Accurately modeling dense plasmas over wide ranging conditions of pressures and temperatures is a grand challenge problem critically important to our understanding of inertial confinement fusion (ICF), stellar physics, exoplanets, and planetary formation. Over the last few years planewave- based Kohn-Sham Density Functional Theory Molecular Dynamics (DFT-MD) has proven highly successful in describing the properties of many materials in the condensed and warm dense matter regimes from first principles. However, the tractable number of particles is rather limited due to the method’s O(N^3) scaling and it becomes challenging to employ at high temperatures, where the number of partially occupied states increases significantly. Both problems are addressed with the novel SQDFT code , which is a large-scale implementation of the Spectral Quadrature (SQ) method for O(N) Kohn-Sham DFT calculations [2,3].
This talk discusses the new capabilities of SQDFT by comparing to the widely-used planewave Kohn-Sham DFT codes as well as other methods such as Path Integral Monte Carlo. Extensive benchmark calculations for the thermodynamic and structural properties of carbon are presented.
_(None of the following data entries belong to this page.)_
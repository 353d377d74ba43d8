//! Scenario Tool Library
//!
//! Core functionality for editing galaxy scenario directories: an in-memory
//! document model, a pure filter engine, a batch mutation engine, transform
//! script execution with rollback, and staged atomic persistence.

pub mod batch;
pub mod cli;
pub mod document;
pub mod error;
pub mod filter;
pub mod persistence;
pub mod registry;
pub mod script_runner;
pub mod watcher;
pub mod workspace;

// Re-export main types for convenience
pub use batch::{
    apply_batch, ArithmeticOp, BatchMode, BatchOperation, BatchOutcome, BatchSkip, SkipReason,
};
pub use document::{Link, Node, NodeId, PropertyValue, ScenarioDocument, ScenarioType};
pub use error::{Result, ScenarioError};
pub use filter::{ComparisonOp, FilterCombine, FilterCondition, FilterSet};
pub use registry::{ScriptRegistry, TransformScript};
pub use script_runner::{run_transform, TransformOptions, TransformReport};
pub use watcher::RegistryWatcher;
pub use workspace::{ContentSource, WorkspaceLayout};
In particular, the Hugoniot curve for carbon was calculated for conditions spanning the condensed matter regime, the warm dense matter regime and the plasma regime with temperatures up to 10 million Kelvin all within the framework of many particles full Kohn-Sham DFT-MD .
 P. Suryanarayana, P.P. Pratapa, A. Sharma, and J.E. Pask, Computer Physics Communications 224, 288 (2018).
 P.P. Pratapa, P. Suryanarayana, and J.E. Pask, Computer Physics Communications 200, 96 (2016).
 P. Suryanarayana, Physics Letters 584, 182 (2013).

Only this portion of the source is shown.